Start of DATASET RECORDS

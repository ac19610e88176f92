//! Process lock so two daemons never drive the same devices

use std::fs::{File, OpenOptions};
use std::io::{self, Write};
use std::path::PathBuf;

use directories::ProjectDirs;

/// Holds the lock file open. Released and removed on drop.
pub struct Lock {
    _file: File,
    path: PathBuf,
}

impl Lock {
    /// Take the exclusive daemon lock, failing if another instance holds it
    pub fn acquire() -> io::Result<Self> {
        let path = Self::path().ok_or_else(|| {
            io::Error::new(
                io::ErrorKind::NotFound,
                "could not determine lock file path",
            )
        })?;
        Self::acquire_at(path)
    }

    fn acquire_at(path: PathBuf) -> io::Result<Self> {
        if let Some(parent) = path.parent() {
            std::fs::create_dir_all(parent)?;
        }

        let mut file = OpenOptions::new()
            .write(true)
            .create(true)
            .truncate(false)
            .open(&path)?;

        if file.try_lock().is_err() {
            return Err(io::Error::new(
                io::ErrorKind::AlreadyExists,
                "another instance of rgb-sync is already running",
            ));
        }

        // pid, for whoever finds a stale lock
        file.set_len(0)?;
        writeln!(file, "{}", std::process::id())?;

        Ok(Self { _file: file, path })
    }

    fn path() -> Option<PathBuf> {
        ProjectDirs::from("", "", "rgb-sync").map(|dirs| dirs.config_dir().join("rgb-sync.lock"))
    }
}

impl Drop for Lock {
    fn drop(&mut self) {
        let _ = std::fs::remove_file(&self.path);
    }
}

End of DATASET RECORDS

■ TASK TO COMPLETE:
Please reproduce the records exactly, without leaving any out.

■ RESPONSE TO THE TASK:
repository ac19610e88176f92
//! Process lock so two daemons never drive the same devices

use std::fs::{File, OpenOptions};
use std::io::{self, Write};
use std::path::PathBuf;

use directories::ProjectDirs;

/// Holds the lock file open. Released and removed on drop.
pub struct Lock {
    _file: File,
    path: PathBuf,
}

impl Lock {
    /// Take the exclusive daemon lock, failing if another instance holds it
    pub fn acquire() -> io::Result<Self> {
        let path = Self::path().ok_or_else(|| {
            io::Error::new(
                io::ErrorKind::NotFound,
                "could not determine lock file path",
            )
        })?;
        Self::acquire_at(path)
    }

    fn acquire_at(path: PathBuf) -> io::Result<Self> {
        if let Some(parent) = path.parent() {
            std::fs::create_dir_all(parent)?;
        }

        let mut file = OpenOptions::new()
            .write(true)
            .create(true)
            .truncate(false)
            .open(&path)?;

        if file.try_lock().is_err() {
            return Err(io::Error::new(
                io::ErrorKind::AlreadyExists,
                "another instance of rgb-sync is already running",
            ));
        }

        // pid, for whoever finds a stale lock
        file.set_len(0)?;
        writeln!(file, "{}", std::process::id())?;

        Ok(Self { _file: file, path })
    }

    fn path() -> Option<PathBuf> {
        ProjectDirs::from("", "", "rgb-sync").map(|dirs| dirs.config_dir().join("rgb-sync.lock"))
    }
}

impl Drop for Lock {
    fn drop(&mut self) {
        let _ = std::fs::remove_file(&self.path);
    }
}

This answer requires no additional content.